┌──

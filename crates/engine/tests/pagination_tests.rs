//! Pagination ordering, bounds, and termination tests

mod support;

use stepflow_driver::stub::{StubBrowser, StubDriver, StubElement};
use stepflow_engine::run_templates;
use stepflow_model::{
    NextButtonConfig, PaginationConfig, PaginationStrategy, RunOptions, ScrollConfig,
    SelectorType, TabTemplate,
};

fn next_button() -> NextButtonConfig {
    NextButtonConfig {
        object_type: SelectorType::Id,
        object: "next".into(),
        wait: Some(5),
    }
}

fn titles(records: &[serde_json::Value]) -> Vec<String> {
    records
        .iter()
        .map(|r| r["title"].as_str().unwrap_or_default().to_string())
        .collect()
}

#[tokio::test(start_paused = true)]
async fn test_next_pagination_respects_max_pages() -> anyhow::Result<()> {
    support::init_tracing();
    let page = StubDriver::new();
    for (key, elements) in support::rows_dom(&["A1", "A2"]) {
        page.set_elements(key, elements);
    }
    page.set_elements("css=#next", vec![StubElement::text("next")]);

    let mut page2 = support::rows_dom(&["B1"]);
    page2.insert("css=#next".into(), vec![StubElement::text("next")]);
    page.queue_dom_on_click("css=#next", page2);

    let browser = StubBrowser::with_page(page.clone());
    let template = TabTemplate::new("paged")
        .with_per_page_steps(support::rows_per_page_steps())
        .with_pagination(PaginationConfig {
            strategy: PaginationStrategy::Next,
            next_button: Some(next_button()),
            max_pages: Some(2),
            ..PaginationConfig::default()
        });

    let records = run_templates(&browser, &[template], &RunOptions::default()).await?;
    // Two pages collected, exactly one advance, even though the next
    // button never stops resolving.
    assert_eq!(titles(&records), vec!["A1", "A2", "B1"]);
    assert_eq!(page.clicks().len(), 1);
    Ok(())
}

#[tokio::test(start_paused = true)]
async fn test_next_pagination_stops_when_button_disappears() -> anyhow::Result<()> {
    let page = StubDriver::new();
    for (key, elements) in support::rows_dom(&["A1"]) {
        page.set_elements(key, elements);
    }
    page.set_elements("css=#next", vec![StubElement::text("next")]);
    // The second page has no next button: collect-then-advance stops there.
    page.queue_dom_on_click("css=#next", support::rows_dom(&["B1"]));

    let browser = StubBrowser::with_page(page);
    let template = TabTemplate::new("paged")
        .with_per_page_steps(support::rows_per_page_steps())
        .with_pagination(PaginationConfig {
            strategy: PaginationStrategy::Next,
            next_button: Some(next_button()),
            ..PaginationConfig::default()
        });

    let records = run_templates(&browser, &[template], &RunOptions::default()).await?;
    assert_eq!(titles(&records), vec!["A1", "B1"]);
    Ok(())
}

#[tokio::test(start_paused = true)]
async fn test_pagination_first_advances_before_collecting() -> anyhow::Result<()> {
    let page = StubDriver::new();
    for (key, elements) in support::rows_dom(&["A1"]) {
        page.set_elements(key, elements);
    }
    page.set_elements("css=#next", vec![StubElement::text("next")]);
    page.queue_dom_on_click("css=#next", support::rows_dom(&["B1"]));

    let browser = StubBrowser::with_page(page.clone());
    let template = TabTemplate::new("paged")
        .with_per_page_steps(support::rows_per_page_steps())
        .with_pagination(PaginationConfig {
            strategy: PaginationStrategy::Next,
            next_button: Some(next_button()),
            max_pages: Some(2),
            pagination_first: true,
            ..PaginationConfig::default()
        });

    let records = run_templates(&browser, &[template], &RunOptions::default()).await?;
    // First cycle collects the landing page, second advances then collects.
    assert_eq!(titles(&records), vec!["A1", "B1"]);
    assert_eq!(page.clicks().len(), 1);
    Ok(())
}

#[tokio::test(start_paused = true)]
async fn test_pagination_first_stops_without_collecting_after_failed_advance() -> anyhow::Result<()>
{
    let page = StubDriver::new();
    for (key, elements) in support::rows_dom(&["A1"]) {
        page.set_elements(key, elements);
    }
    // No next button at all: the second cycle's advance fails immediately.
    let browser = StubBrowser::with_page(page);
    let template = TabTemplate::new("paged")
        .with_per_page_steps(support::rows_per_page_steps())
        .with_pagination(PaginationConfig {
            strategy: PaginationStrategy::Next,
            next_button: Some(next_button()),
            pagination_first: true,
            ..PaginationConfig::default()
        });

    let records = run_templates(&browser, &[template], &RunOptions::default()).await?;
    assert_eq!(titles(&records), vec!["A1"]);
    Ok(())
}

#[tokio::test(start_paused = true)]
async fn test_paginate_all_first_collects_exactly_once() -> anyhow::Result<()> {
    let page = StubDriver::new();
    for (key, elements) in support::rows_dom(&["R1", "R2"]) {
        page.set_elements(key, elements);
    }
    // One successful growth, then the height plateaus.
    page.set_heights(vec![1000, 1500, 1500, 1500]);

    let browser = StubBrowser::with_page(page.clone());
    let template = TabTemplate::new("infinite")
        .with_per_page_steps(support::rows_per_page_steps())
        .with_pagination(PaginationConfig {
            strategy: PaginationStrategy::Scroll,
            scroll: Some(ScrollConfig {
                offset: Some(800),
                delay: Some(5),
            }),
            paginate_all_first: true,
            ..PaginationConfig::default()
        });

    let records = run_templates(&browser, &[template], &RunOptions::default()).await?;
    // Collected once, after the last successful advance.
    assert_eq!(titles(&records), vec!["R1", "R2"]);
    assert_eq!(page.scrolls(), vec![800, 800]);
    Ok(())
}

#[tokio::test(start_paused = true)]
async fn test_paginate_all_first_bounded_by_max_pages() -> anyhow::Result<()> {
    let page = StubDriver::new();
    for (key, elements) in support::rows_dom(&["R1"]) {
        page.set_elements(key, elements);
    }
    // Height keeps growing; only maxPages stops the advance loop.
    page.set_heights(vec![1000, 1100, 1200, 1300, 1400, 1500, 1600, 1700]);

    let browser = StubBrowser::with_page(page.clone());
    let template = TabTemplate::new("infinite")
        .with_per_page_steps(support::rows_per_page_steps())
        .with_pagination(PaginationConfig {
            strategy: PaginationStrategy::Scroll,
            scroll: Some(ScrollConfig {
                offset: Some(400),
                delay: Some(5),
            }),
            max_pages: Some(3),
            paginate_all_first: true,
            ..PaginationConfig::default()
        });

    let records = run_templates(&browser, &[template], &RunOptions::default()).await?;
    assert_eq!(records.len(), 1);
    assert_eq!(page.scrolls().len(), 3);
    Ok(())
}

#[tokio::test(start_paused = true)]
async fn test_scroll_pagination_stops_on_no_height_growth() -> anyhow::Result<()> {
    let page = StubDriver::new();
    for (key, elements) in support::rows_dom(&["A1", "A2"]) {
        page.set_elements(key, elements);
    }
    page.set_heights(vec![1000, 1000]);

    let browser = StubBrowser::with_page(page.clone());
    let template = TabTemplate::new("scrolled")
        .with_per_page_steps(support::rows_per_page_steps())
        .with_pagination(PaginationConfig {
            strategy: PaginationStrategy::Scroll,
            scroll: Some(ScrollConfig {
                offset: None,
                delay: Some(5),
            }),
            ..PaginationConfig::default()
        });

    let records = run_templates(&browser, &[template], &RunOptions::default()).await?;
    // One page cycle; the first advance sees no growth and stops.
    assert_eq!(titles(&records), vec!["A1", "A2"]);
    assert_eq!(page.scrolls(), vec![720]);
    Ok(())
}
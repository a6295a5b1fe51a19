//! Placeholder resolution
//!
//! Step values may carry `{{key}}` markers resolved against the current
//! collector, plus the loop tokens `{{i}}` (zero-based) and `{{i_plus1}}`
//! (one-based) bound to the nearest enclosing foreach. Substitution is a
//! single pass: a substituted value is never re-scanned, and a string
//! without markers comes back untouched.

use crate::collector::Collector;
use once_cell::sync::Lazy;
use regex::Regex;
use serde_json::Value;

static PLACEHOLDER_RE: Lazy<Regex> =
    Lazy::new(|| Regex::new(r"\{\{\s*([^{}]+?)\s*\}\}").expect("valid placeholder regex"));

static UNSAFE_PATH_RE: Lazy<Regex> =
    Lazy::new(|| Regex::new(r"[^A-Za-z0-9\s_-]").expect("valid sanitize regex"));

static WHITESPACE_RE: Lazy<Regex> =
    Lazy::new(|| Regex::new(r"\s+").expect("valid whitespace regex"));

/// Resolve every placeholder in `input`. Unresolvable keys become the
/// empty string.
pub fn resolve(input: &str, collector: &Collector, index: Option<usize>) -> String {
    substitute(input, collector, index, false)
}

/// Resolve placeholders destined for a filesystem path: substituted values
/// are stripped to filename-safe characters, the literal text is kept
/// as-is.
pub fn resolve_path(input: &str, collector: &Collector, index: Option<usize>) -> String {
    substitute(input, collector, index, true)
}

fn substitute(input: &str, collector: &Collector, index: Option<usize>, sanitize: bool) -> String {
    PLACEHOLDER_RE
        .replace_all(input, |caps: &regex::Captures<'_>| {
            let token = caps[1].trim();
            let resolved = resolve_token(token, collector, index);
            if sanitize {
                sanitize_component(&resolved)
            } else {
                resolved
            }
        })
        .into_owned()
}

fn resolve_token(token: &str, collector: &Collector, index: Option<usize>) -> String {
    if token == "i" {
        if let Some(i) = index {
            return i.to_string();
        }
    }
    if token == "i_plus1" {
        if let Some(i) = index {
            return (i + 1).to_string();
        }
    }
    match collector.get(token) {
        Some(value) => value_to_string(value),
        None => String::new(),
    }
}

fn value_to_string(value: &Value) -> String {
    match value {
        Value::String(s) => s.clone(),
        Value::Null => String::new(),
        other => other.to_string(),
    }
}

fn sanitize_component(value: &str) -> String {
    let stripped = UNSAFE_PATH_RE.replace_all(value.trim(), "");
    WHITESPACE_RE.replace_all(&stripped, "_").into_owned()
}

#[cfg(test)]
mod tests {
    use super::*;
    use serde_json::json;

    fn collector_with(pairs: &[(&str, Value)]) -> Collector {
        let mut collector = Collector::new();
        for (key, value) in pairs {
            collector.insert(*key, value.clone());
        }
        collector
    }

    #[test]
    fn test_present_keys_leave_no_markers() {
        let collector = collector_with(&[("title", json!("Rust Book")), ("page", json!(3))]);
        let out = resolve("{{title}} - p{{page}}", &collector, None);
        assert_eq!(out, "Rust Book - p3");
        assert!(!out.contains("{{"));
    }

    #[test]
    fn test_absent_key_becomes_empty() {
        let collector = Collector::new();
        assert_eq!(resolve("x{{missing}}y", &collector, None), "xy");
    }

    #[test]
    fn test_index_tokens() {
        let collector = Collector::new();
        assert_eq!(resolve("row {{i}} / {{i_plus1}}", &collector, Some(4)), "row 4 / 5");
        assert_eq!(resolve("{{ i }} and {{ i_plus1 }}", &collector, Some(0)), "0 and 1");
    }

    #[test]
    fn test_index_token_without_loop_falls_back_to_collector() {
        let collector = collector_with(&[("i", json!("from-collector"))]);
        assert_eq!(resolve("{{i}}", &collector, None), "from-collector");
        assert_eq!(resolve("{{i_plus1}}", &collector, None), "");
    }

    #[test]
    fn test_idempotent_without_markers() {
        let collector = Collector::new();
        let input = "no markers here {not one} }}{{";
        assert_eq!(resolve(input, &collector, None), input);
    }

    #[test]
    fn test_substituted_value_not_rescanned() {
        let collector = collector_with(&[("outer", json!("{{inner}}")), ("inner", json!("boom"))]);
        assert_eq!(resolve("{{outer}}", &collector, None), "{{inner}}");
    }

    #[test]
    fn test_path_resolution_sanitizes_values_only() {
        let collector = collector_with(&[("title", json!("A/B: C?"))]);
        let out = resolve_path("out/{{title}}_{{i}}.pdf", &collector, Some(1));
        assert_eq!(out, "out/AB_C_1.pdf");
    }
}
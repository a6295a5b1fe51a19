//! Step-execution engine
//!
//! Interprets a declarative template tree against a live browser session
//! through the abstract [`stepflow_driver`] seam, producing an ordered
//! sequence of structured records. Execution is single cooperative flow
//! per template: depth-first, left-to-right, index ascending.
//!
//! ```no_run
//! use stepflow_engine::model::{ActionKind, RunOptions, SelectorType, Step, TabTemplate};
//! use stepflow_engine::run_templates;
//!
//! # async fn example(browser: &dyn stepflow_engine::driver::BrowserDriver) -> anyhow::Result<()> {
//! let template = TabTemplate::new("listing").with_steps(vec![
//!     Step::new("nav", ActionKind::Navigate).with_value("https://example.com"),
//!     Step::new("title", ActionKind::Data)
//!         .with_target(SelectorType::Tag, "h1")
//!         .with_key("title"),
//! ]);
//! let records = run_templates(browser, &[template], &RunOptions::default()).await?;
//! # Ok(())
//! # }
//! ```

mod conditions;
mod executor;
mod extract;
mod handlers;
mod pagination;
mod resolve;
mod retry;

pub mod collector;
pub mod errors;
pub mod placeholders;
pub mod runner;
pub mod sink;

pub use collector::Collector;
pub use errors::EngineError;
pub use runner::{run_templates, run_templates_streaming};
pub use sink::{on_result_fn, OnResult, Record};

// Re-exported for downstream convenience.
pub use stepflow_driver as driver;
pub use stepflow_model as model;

└──

### TASK TO CARRY OUT
Only the count, nothing else: how many lines of the records hold the word "based"?

### ANSWER TO THE EXERCISE
2